Where: * \(\bar{x}\) = Sample mean * \(x_i\) = The \(i^{th}\) value in the dataset * \(n\) = Number of observations

Real-Life Example

Scenario: A teacher wants to find the average score of 5 students in a math quiz. Scores: 70, 85, 80, 90, 75.

Calculation: \[\bar{x} = \frac{70 + 85 + 80 + 90 + 75}{5} = \frac{400}{5} = 80\]

R Implementation

scores <- c(70, 85, 80, 90, 75)
mean_score <- mean(scores)
print(paste("The Mean Score is:", mean_score))
## [1] "The Mean Score is: 80"

3. The Median

The median is the middle value in a distribution when the values are arranged in ascending or descending order. It splits the data into two equal halves.

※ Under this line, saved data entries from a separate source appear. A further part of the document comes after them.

use std::path::Path;

use ratatui::Frame;
use ratatui::layout::{Constraint, Flex, Layout, Rect};
use ratatui::style::{Modifier, Style};
use ratatui::text::{Line, Span};
use ratatui::widgets::{Block, Borders, Clear, Paragraph, Wrap};

use crate::theme::Theme;

/// Render the help overlay as a centered popup.
pub fn render(f: &mut Frame, theme: &Theme, log_dir: Option<&Path>) {
    let area = f.area();
    let popup = centered_rect(56, 26, area);

    let paragraph = Paragraph::new(help_lines(theme, log_dir))
        .block(
            Block::default()
                .borders(Borders::ALL)
                .border_style(Style::default().fg(theme.active))
                .title(" Help "),
        )
        .wrap(Wrap { trim: false });

    f.render_widget(Clear, popup);
    f.render_widget(paragraph, popup);
}

fn help_lines<'a>(theme: &Theme, log_dir: Option<&Path>) -> Vec<Line<'a>> {
    let mut lines = vec![
        Line::from(Span::styled(
            " Keyboard Shortcuts ",
            Style::default()
                .fg(theme.header_fg)
                .bg(theme.header_bg)
                .add_modifier(Modifier::BOLD),
        )),
        Line::from(""),
        section_header("Search", theme),
        key_line("Enter", "Search for the typed recipe name", theme),
        key_line("Ctrl+s", "Stop searching, keep results", theme),
        key_line("Ctrl+l", "Stop searching and clear results", theme),
        Line::from(""),
        section_header("Results", theme),
        key_line("Tab", "Cycle input / exact / fuzzy", theme),
        key_line("j / ↓", "Move down", theme),
        key_line("k / ↑", "Move up", theme),
        key_line("g / G", "Go to top / bottom", theme),
        key_line("c / Enter", "Copy recipe link (HTML)", theme),
        key_line("o", "Open recipe in browser", theme),
        key_line("Esc or /", "Back to the input box", theme),
        Line::from(""),
        section_header("Global", theme),
        key_line("?", "Toggle this help", theme),
        key_line("q", "Quit (from results)", theme),
        key_line("Ctrl+c", "Quit", theme),
    ];
    if let Some(dir) = log_dir {
        lines.push(Line::from(""));
        lines.push(Line::from(Span::styled(
            format!("  Logs: {}", dir.display()),
            Style::default().fg(theme.dim),
        )));
    }
    lines
}

fn section_header<'a>(title: &'a str, theme: &Theme) -> Line<'a> {
    Line::from(Span::styled(
        format!("  {title}"),
        Style::default()
            .fg(theme.active)
            .add_modifier(Modifier::BOLD),
    ))
}

fn key_line<'a>(key: &'a str, desc: &'a str, theme: &Theme) -> Line<'a> {
    Line::from(vec![
        Span::styled(format!("    {key:<12}"), Style::default().fg(theme.text)),
        Span::styled(desc, Style::default().fg(theme.dim)),
    ])
}

/// Create a centered rectangle of the given width (columns) and height (rows).
fn centered_rect(width: u16, height: u16, area: Rect) -> Rect {
    let vertical = Layout::vertical([Constraint::Length(height)])
        .flex(Flex::Center)
        .split(area);
    Layout::horizontal([Constraint::Length(width)])
        .flex(Flex::Center)
        .split(vertical[0])[0]
}

#[cfg(test)]
mod tests {
    use super::*;

    fn text(lines: &[Line]) -> String {
        lines
            .iter()
            .map(|l| l.spans.iter().map(|s| s.content.as_ref()).collect::<String>())
            .collect::<Vec<_>>()
            .join("\n")
    }

    #[test]
    fn log_dir_listed_when_known() {
        let theme = Theme::kitchen();
        let with = text(&help_lines(&theme, Some(Path::new("/tmp/cookfind/logs"))));
        assert!(with.contains("Logs: /tmp/cookfind/logs"));
        let without = text(&help_lines(&theme, None));
        assert!(!without.contains("Logs:"));
        assert!(without.contains("Ctrl+s"));
    }
}
impl SshClient {
    pub async fn connect(
        descriptor: &HostDescriptor,
        settings: &SshSettings,
    ) -> Result<Self, ConnectionError> {
        let host = descriptor.host_id();
        let HostDescriptor::Ssh {
            host: address,
            port,
            username,
            credential,
            host_key_fingerprint,
        } = descriptor
        else {
            return Err(ConnectionError::new(
                host,
                ConnectFailure::Protocol,
                "descriptor is not an SSH host",
            ));
        };
        let target = SshTarget {
            id: host.clone(),
            host: address.trim().to_string(),
            port: *port,
            username: username.trim().to_string(),
            credential: credential.clone(),
            host_key_fingerprint: host_key_fingerprint.clone(),
        };

        let blocking_target = target.clone();
        let blocking_settings = settings.clone();
        let session = tokio::task::spawn_blocking(move || {
            open_session(&blocking_target, &blocking_settings)
        })
        .await
        .map_err(|err| ConnectionError::new(host.clone(), ConnectFailure::Protocol, err.to_string()))??;

        let mut client = Self {
            host: host.clone(),
            target,
            settings: settings.clone(),
            session: Arc::new(Mutex::new(Some(session))),
            identity: ClientIdentity::default(),
            closed: Arc::new(AtomicBool::new(false)),
        };
        client.identity = client.discover_identity().await;
        tracing::info!(
            host = %host,
            architecture = ?client.identity.architecture,
            shell = ?client.identity.default_target,
            "SSH session established"
        );
        Ok(client)
    }

    async fn discover_identity(&self) -> ClientIdentity {
        let architecture = self
            .run_command("uname -m", Some(Duration::from_secs(10)))
            .await
            .ok()
            .map(|output| output.stdout.trim().to_string())
            .filter(|value| !value.is_empty());
        let default_target = self
            .run_command("echo \"$SHELL\"", Some(Duration::from_secs(10)))
            .await
            .ok()
            .map(|output| output.stdout.trim().to_string())
            .filter(|value| !value.is_empty());
        ClientIdentity {
            architecture,
            default_target,
        }
    }

    fn session_lock(session: &Mutex<Option<Session>>) -> MutexGuard<'_, Option<Session>> {
        match session.lock() {
            Ok(guard) => guard,
            Err(poisoned) => {
                tracing::warn!("Recovering SSH session from poisoned lock");
                poisoned.into_inner()
            }
        }
    }

    /// Runs blocking libssh2 work on the session. Holding the lock serializes
    /// operations against this host.
    async fn with_session<T, F>(&self, work: F) -> Result<T, ClientError>
    where
        T: Send + 'static,
        F: FnOnce(&HostIdentity, &Session) -> Result<T, ClientError> + Send + 'static,
    {
        self.ensure_open()?;
        let session = self.session.clone();
        let host = self.host.clone();
        tokio::task::spawn_blocking(move || {
            let guard = Self::session_lock(&session);
            let Some(session) = guard.as_ref() else {
                return Err(ClientError::Closed { host });
            };
            work(&host, session)
        })
        .await
        .map_err(|err| ClientError::Protocol {
            host: self.host.clone(),
            message: format!("SSH worker failed: {err}"),
        })?
    }
}

#[async_trait]
impl ShellOps for SshClient {
    async fn run_command(
        &self,
        command: &str,
        timeout: Option<Duration>,
    ) -> Result<CommandOutput, ClientError> {
        let command = command.to_string();
        self.with_session(move |host, session| {
            run_command(session, &command, None, timeout).map_err(|err| ClientError::Command {
                host: host.clone(),
                message: format!("failed to exec `{command}`: {err}"),
            })
        })
        .await
    }

    async fn run_sudo(
        &self,
        command: &str,
        timeout: Option<Duration>,
    ) -> Result<CommandOutput, ClientError> {
        let (wrapped, stdin) = sudo_command(self.target.credential.sudo_password(), command);
        self.with_session(move |host, session| {
            run_command(session, &wrapped, stdin.as_deref(), timeout).map_err(|err| {
                ClientError::Command {
                    host: host.clone(),
                    message: format!("failed to exec sudo command: {err}"),
                }
            })
        })
        .await
    }

    async fn upload_file(&self, local: &Path, remote: &str) -> Result<u64, ClientError> {
        let local = local.to_path_buf();
        let remote = remote.to_string();
        self.with_session(move |host, session| {
            let transfer = |message: String| ClientError::Transfer {
                host: host.clone(),
                message,
            };
            let sftp = session
                .sftp()
                .map_err(|err| transfer(format!("SFTP unavailable: {err}")))?;
            let mut source = fs::File::open(&local)
                .map_err(|err| transfer(format!("failed to open {}: {err}", local.display())))?;
            let mut sink = sftp
                .create(Path::new(&remote))
                .map_err(|err| transfer(format!("failed to create {remote}: {err}")))?;
            std::io::copy(&mut source, &mut sink)
                .map_err(|err| transfer(format!("failed to upload {}: {err}", local.display())))
        })
        .await
    }

    async fn download_file(&self, remote: &str, local: &Path) -> Result<u64, ClientError> {
        let local = local.to_path_buf();
        let remote = remote.to_string();
        self.with_session(move |host, session| {
            let transfer = |message: String| ClientError::Transfer {
                host: host.clone(),
                message,
            };
            let sftp = session
                .sftp()
                .map_err(|err| transfer(format!("SFTP unavailable: {err}")))?;
            let mut source = sftp
                .open(Path::new(&remote))
                .map_err(|err| transfer(format!("failed to open {remote}: {err}")))?;
            ensure_parent_dir(&local)
                .map_err(|err| transfer(format!("failed to prepare {}: {err}", local.display())))?;
            let mut sink = fs::File::create(&local)
                .map_err(|err| transfer(format!("failed to create {}: {err}", local.display())))?;
            std::io::copy(&mut source, &mut sink)
                .map_err(|err| transfer(format!("failed to download {remote}: {err}")))
        })
        .await
    }

    async fn open_shell(&self, size: TerminalSize) -> Result<DuplexStream, ClientError> {
        self.ensure_open()?;
        // The shell gets its own session so it never holds the command lock.
        let target = self.target.clone();
        let settings = self.settings.clone();
        let host = self.host.clone();
        let session = tokio::task::spawn_blocking(move || open_session(&target, &settings))
            .await
            .map_err(|err| ClientError::Protocol {
                host: host.clone(),
                message: err.to_string(),
            })?
            .map_err(|err| ClientError::Protocol {
                host: host.clone(),
                message: err.to_string(),
            })?;

        let mut channel = session
            .channel_session()
            .and_then(|mut channel| {
                channel.request_pty("xterm", None, Some((size.cols, size.rows, 0, 0)))?;
                channel.shell()?;
                Ok(channel)
            })
            .map_err(|err| ClientError::Protocol {
                host: host.clone(),
                message: format!("failed to open interactive shell: {err}"),
            })?;

        let (caller_end, pump_end) = tokio::io::duplex(SHELL_BUFFER_BYTES);
        let (mut pump_reader, mut pump_writer) = tokio::io::split(pump_end);
        let (input_tx, mut input_rx) = mpsc::unbounded_channel::<Vec<u8>>();

        tokio::spawn(async move {
            let mut buf = vec![0u8; SHELL_BUFFER_BYTES];
            loop {
                match pump_reader.read(&mut buf).await {
                    Ok(0) | Err(_) => break,
                    Ok(n) => {
                        if input_tx.send(buf[..n].to_vec()).is_err() {
                            break;
                        }
                    }
                }
            }
        });

        let closed = self.closed.clone();
        let runtime = tokio::runtime::Handle::current();
        tokio::task::spawn_blocking(move || {
            session.set_timeout(SHELL_POLL_MS);
            let mut buf = vec![0u8; SHELL_BUFFER_BYTES];
            loop {
                if closed.load(Ordering::SeqCst) || channel.eof() {
                    break;
                }
                loop {
                    match input_rx.try_recv() {
                        Ok(bytes) => {
                            if channel.write_all(&bytes).is_err() {
                                return;
                            }
                        }
                        Err(mpsc::error::TryRecvError::Empty) => break,
                        Err(mpsc::error::TryRecvError::Disconnected) => {
                            channel.send_eof().ok();
                            break;
                        }
                    }
                }
                match channel.read(&mut buf) {
                    Ok(0) => {}
                    Ok(n) => {
                        if runtime.block_on(pump_writer.write_all(&buf[..n])).is_err() {
                            break;
                        }
                    }
                    Err(err) if err.kind() == ErrorKind::TimedOut => {}
                    Err(err) if err.kind() == ErrorKind::WouldBlock => {}
                    Err(_) => break,
                }
            }
            channel.close().ok();
            session.disconnect(None, "shell closed", None).ok();
        });

        Ok(caller_end)
    }
}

Mathematical Determination

  1. Arrange data from smallest to largest.
  2. If \(n\) is odd: The median is the middle value at position \(\frac{n+1}{2}\).
  3. If \(n\) is even: The median is the average of the two middle values at positions \(\frac{n}{2}\) and \(\frac{n}{2} + 1\).

Real-Life Example

Scenario: Monthly salaries of 5 employees: $2,000, $2,500, $3,000, $3,500, $10,000. (Notice that $10,000 is an outlier).

Calculation: The values are already sorted. Since \(n=5\) (odd), the middle value is the 3rd one. Median = $3,000.

Note: The mean would be $4,200, which doesn’t represent the “typical” employee well because of the outlier. This is why the Median is preferred for skewed data.

R Implementation

salaries <- c(2000, 2500, 3000, 3500, 10000)
median_salary <- median(salaries)
print(paste("The Median Salary is:", median_salary))
## [1] "The Median Salary is: 3000"

4. The Mode

The mode is the value that appears most frequently in a dataset. A dataset can have one mode (unimodal), two modes (bimodal), or several modes (multimodal).

Mathematical Formula

There is no specific algebraic formula for the mode; it is identified by frequency counting: \[Mode = \text{Value with highest frequency}\]

Real-Life Example

Scenario: A shoe store tracks the sizes sold in one hour: 7, 8, 8, 9, 10, 8, 11.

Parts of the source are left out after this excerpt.